The Medea Complex

Honestly, I found it difficult to write the review of this particular book without giving away the plot.
Our novel begins in the then seemingly inauspicious surroundings of the Royal Bethlem hospital, a real psychiatric hospital based in London, UK and founded in 1247. Historically notorious this is the institution for which the word bedlam was first derived, 'bedlam' being a corruption of the name Bethlem, (which itself comes from the name Bethlehem). Whilst the hospital in its present incarnation bares little resemblance to the pre-19th century institution, and not just because the hospital has moved destinations three or four times over the centuries.
The Medea Complex is a first person, multi-character viewpoint novel set during the Victorian era 1885-1886. Our first and subsequently most important character is Anne, Lady Stanbury, the novel starts as she wakes alone and afraid in a darkened room, she tells us that she does not know where she is and how she came to be there; and indeed she believes herself kidnapped for ransom from her wealthy parent. Anne has amnesia, she remembers both her father and her maid Beatrix, but not her husband or her baby son. In fact, we later find out that not only she has murdered her 8-week old baby John in the most brutal way and is apparently suffering from 'Puerperal Mania' as diagnosed by eminent psychiatrist Dr. George Savage, but that her father the Lord Damsbridge has used his not insurmountable influence to get her committed to bedlam rather than prison, where she would most certainly have been hanged.
In many ways Anne's psychiatrist Dr. George Savage is the 2nd most important person in the novel and we spend a great deal of time in his company. We see him meet and interact with the main protagonist and the other leading and pivotal characters in turn. He becomes an unwitting contributor to the tangled drama. Some may find that his internal monologues, conversations, and diary notes quite shockingly misogynistic and even primitive if we judge them by our 21st century sensibilities. Indeed, it would be easy to dismiss some of the dialogue attributed to him in the novel as unrealistic, but Dr. Savage was actually a real person and a psychiatrist, or alienist as they were known, working at the Royal and many of his notes have been preserved.
Our third character is Edgar Stanbury, Anne's husband and the grieving father of baby John. It was Edgar, who discovered his wife at home covered in blood, clutching a knife with the remains of the baby she had butchered. Naturally traumatized by the memory of this scene, it plagues his thoughts day and night, and his mind turns to revenge, but yet he continually tells himself that he loves his wife still.
Our fourth character of note is Beatrix, a lady's maid, and lifelong companion to Anne, she is prepared to do anything for her mistress, whatever the cost.
You would think that I would obviously and automatically direct my sympathies to Edgar, and certainly I did just that for a short time, but I struggled to empathize with any one character during the last two thirds of the book.
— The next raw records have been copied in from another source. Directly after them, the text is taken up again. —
//! SeaORM entity for the `master_records` table.
//!
//! All eight master kinds share this table; nullable columns carry the
//! kind-specific payloads and the mapper reassembles them into the typed
//! domain payload. `pin_codes` is kept as serialized JSON text so the
//! pin-code filter can match with LIKE on both sqlite and postgres.

use chrono::{DateTime, Utc};
use sea_orm::entity::prelude::*;
use uuid::Uuid;

#[derive(Clone, Debug, PartialEq, DeriveEntityModel)]
#[sea_orm(table_name = "master_records")]
pub struct Model {
    #[sea_orm(primary_key, auto_increment = false)]
    pub id: Uuid,
    pub kind: String,
    pub name: String,
    pub description: Option<String>,
    pub code: Option<String>,
    pub status: String,
    pub sort_order: i32,
    pub is_default: bool,
    pub is_popular: bool,
    pub metadata: Option<Json>,
    // geo payload (cities)
    pub state: Option<String>,
    pub country: Option<String>,
    pub longitude: Option<f64>,
    pub latitude: Option<f64>,
    pub timezone: Option<String>,
    pub pin_codes: Option<String>,
    // parent payload (locations)
    pub parent_id: Option<Uuid>,
    pub parent_kind: Option<String>,
    // category payload (amenities, property types)
    pub category: Option<String>,
    pub icon: Option<String>,
    pub color: Option<String>,
    // numeric payload (floors, towers, rooms, washrooms)
    pub numeric_value: Option<i32>,
    pub display_name: Option<String>,
    pub unit: Option<String>,
    pub min_value: Option<i32>,
    pub max_value: Option<i32>,
    pub created_at: DateTime<Utc>,
    pub updated_at: DateTime<Utc>,
}

#[derive(Copy, Clone, Debug, EnumIter, DeriveRelation)]
pub enum Relation {}

impl ActiveModelBehavior for ActiveModel {}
If have to ask yourself how likeable can a man be when a dozen servants have more sympathy for a baby's proven killer than they do for the father of the child?
Every aspect of society portrayed appears to barbarous, policemen arrest on a whim; Prisoners are kept in deplorable conditions, lawyers are corrupt or incompetent; Treatment of mental patients evidently appears to employ some sort of water boarding techniques, and children are forced into work at a young age.Of course this happens in real life, but we are in book world here.
There were one or two threads that I wished had been developed further, and a few scenarios I found just a stretch too far, and a seemingly endless list of corrupt, unlikeable characters. I was not alive in 1885, so I am not an expert on the common lingo of the time, regional or otherwise in England, but I was not one hundred percent certain that some of the words used would have been in use at the time, now this may seem unfair, and possibly go unnoticed by the majority of readers, but it caused me to pause far too many times. Also a few minor characters happened to have strong regional dialects, which is absolutely fine, but it may have been easier for the reader to declare that, or show it in one or two sentences instead of writing dialogue for them that was barely comprehensible.
The Medea is not a horror, yes a horrific incident, the killing of a young baby takes place off-screen, and is referred to throughout, but rather it is a psychological conspiracy thriller set in the Victorian era.
It might suit lovers of historical conspiracy thrillers.
I believe that the author is writing a sequel. Hopefully this will show the three victims getting some form of moral recompense, because the victors had it way, way too easy.